DynamoDB also provides flexible querying by letting you query on nonprimary key attributes using global secondary indexes and local secondary indexes.

DynamoDB is a fully managed cloud service that you access via API. Applications running on any operating system (such as Linux, Windows, iOS, Android, Solaris, AIX, and HP-UX) can use DynamoDB.

How does billing happens in DynamoDB?

Each DynamoDB table has provisioned read-throughput and write-throughput associated with it. You are billed by the hour for that throughput capacity. Note that you are charged by the hour for the throughput capacity, whether or not you are sending requests to your table.

Maximum throughput per DynamoDB table is practically unlimited.

The smallest provisioned throughput you can request is 1 write capacity unit and 1 read capacity unit for both auto scaling and manual throughput provisioning. Such provisioning falls within the free tier which allows for 25 units of write capacity and 25 units of read capacity. The free tier applies at the account level, not the table level.

DynamoDB table classes

DynamoDB offers two table classes designed to help you optimize for cost. The DynamoDB Standard table class is the default, and recommended for the vast majority of workloads. The DynamoDB Standard-Infrequent Access (DynamoDB Standard-IA) table class is optimized for tables that store data that is accessed infrequently, where storage is the dominant cost.

In DynamoDB, there is no limit to the number of items you can store in a table.

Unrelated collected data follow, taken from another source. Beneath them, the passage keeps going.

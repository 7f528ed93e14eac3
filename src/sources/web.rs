//! Scraped wiki sources
//!
//! One [`WebSource`] per site. `search` returns the raw page for a subject;
//! turning it into facts is left to [`extract`](super::extract).

use super::extract;
use super::http::{self, FetchError};
use super::{EvidenceSource, FetchResult, SourcePriority};
use crate::types::{EvidenceBundle, FailureKind, Facet, ResearchIntent, SourceFailure};
use async_trait::async_trait;
use chrono::Utc;
use reqwest::Client;
use serde::{Deserialize, Serialize};
use std::time::Duration;

/// Known Pokemon wikis
#[derive(Debug, Clone, Copy, PartialEq, Eq, Serialize, Deserialize)]
#[serde(rename_all = "lowercase")]
pub enum WebSite {
    Bulbapedia,
    Serebii,
    PokemonDb,
}

impl WebSite {
    pub const ALL: [WebSite; 3] = [WebSite::Bulbapedia, WebSite::Serebii, WebSite::PokemonDb];

    /// Registry id used when the site is configured implicitly
    pub fn default_id(&self) -> &'static str {
        match self {
            WebSite::Bulbapedia => "bulbapedia",
            WebSite::Serebii => "serebii",
            WebSite::PokemonDb => "pokemondb",
        }
    }

    pub fn default_base_url(&self) -> &'static str {
        match self {
            WebSite::Bulbapedia => "https://bulbapedia.bulbagarden.net",
            WebSite::Serebii => "https://www.serebii.net",
            WebSite::PokemonDb => "https://pokemondb.net",
        }
    }

    pub fn default_trust(&self) -> f64 {
        match self {
            WebSite::Bulbapedia => 0.8,
            WebSite::Serebii => 0.75,
            WebSite::PokemonDb => 0.7,
        }
    }

    pub fn supports(&self, facet: Facet) -> bool {
        match self {
            WebSite::Bulbapedia => facet != Facet::CompetitiveUse,
            WebSite::Serebii => facet != Facet::Lore,
            WebSite::PokemonDb => true,
        }
    }

    /// Page path for a subject, or `None` when the site has no such page
    pub fn page_path(&self, subject: &str, type_search: Option<&str>) -> Option<String> {
        match (self, type_search) {
            (WebSite::Bulbapedia, Some(type_name)) => {
                Some(format!("/wiki/{}_(type)", title_case(type_name)))
            }
            (WebSite::Bulbapedia, None) => Some(format!("/wiki/{}", title_case(subject))),
            (WebSite::Serebii, Some(_)) => None,
            (WebSite::Serebii, None) => Some(format!("/pokedex/{}.shtml", slug(subject))),
            (WebSite::PokemonDb, Some(type_name)) => Some(format!("/type/{}", slug(type_name))),
            (WebSite::PokemonDb, None) => Some(format!("/pokedex/{}", slug(subject))),
        }
    }
}

fn slug(name: &str) -> String {
    super::pokeapi::api_name(name)
}

/// "mr-mime" -> "Mr_Mime"
fn title_case(name: &str) -> String {
    slug(name)
        .split('-')
        .filter(|part| !part.is_empty())
        .map(|part| {
            let mut chars = part.chars();
            match chars.next() {
                Some(first) => first.to_uppercase().chain(chars).collect::<String>(),
                None => String::new(),
            }
        })
        .collect::<Vec<_>>()
        .join("_")
}

pub struct WebSource {
    id: String,
    site: WebSite,
    http: Client,
    base_url: String,
    trust: f64,
}

impl WebSource {
    pub fn new(
        id: impl Into<String>,
        site: WebSite,
        http: Client,
        base_url: impl Into<String>,
        trust: f64,
    ) -> Self {
        Self {
            id: id.into(),
            site,
            http,
            base_url: base_url.into().trim_end_matches('/').to_string(),
            trust,
        }
    }

    pub fn site(&self) -> WebSite {
        self.site
    }

    /// Fetch the raw page describing `intent`'s subject
    pub async fn search(&self, intent: &ResearchIntent, timeout: Duration) -> Result<String, FetchError> {
        let path = self
            .site
            .page_path(intent.subject(), intent.type_search())
            .ok_or_else(|| {
                FetchError::new(
                    FailureKind::NotFound,
                    format!("{} has no page for {}", self.id, intent.subject()),
                )
            })?;
        let url = format!("{}{}", self.base_url, path);

        tracing::debug!(source = %self.id, url = %url, "Fetching page");
        http::get_text(&self.http, &url, timeout).await
    }
}

#[async_trait]
impl EvidenceSource for WebSource {
    fn id(&self) -> &str {
        &self.id
    }

    fn trust(&self) -> f64 {
        self.trust
    }

    fn priority(&self) -> SourcePriority {
        SourcePriority::Scraped
    }

    fn supports(&self, facet: Facet) -> bool {
        self.site.supports(facet)
    }

    async fn fetch(&self, intent: &ResearchIntent, facet: Facet, timeout: Duration) -> FetchResult {
        let html = match tokio::time::timeout(timeout, self.search(intent, timeout)).await {
            Ok(Ok(html)) => html,
            Ok(Err(err)) => return Err(err.into_failure(&self.id)),
            Err(_) => {
                return Err(SourceFailure::timeout(
                    &self.id,
                    format!("no response within {}ms", timeout.as_millis()),
                ))
            }
        };

        let payload =
            extract::extract(&html, facet, intent.type_search()).map_err(|e| e.into_failure(&self.id))?;

        if payload.is_empty() {
            return Err(SourceFailure::new(
                &self.id,
                FailureKind::ParseError,
                format!("no {} fields found on page for {}", facet, intent.subject()),
            ));
        }

        Ok(EvidenceBundle {
            source_id: self.id.clone(),
            subject: intent.subject().to_string(),
            facet,
            payload,
            fetched_at: Utc::now(),
            trust: self.trust,
        })
    }
}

Each item in the table has a unique identifier, or primary key, that distinguishes the item from all of the others in the table.When you create a table, in addition to the table name, you must specify the primary key of the table. The primary key uniquely identifies each item in the table, so that no two items can have the same key.

You can create one or more secondary indexes on a table. A secondary index lets you query the data in the table using an alternate key, in addition to queries against the primary key.

DynamoDB supports two kinds of indexes:

Global secondary index – An index with a partition key and sort key that can be different from those on the table.
Local secondary index – An index that has the same partition key as the table, but a different sort key.

Each table in DynamoDB has a quota of 20 global secondary indexes (default quota) and 5 local secondary indexes.

DynamoDB Streams is an optional feature that captures data modification events in DynamoDB tables. The data about these events appear in the stream in near-real time, and in the order that the events occurred.

Each stream record also contains the name of the table, the event timestamp, and other metadata. Stream records have a lifetime of 24 hours; after that, they are automatically removed from the stream.

This enables a table or a global secondary index to increase its provisioned read and write capacity to handle sudden increases in traffic, without throttling. When the workload decreases, Application Auto Scaling decreases the throughput so that you don’t pay for unused provisioned capacity.. You can modify your auto scaling settings at any time.

Application Auto Scaling uses a target tracking algorithm to adjust the provisioned throughput of the table (or index) upward or downward in response to actual workloads, so that the actual capacity utilization remains at or near your target utilization.

You can set the auto scaling target utilization values between 20 and 90 percent for your read and write capacity.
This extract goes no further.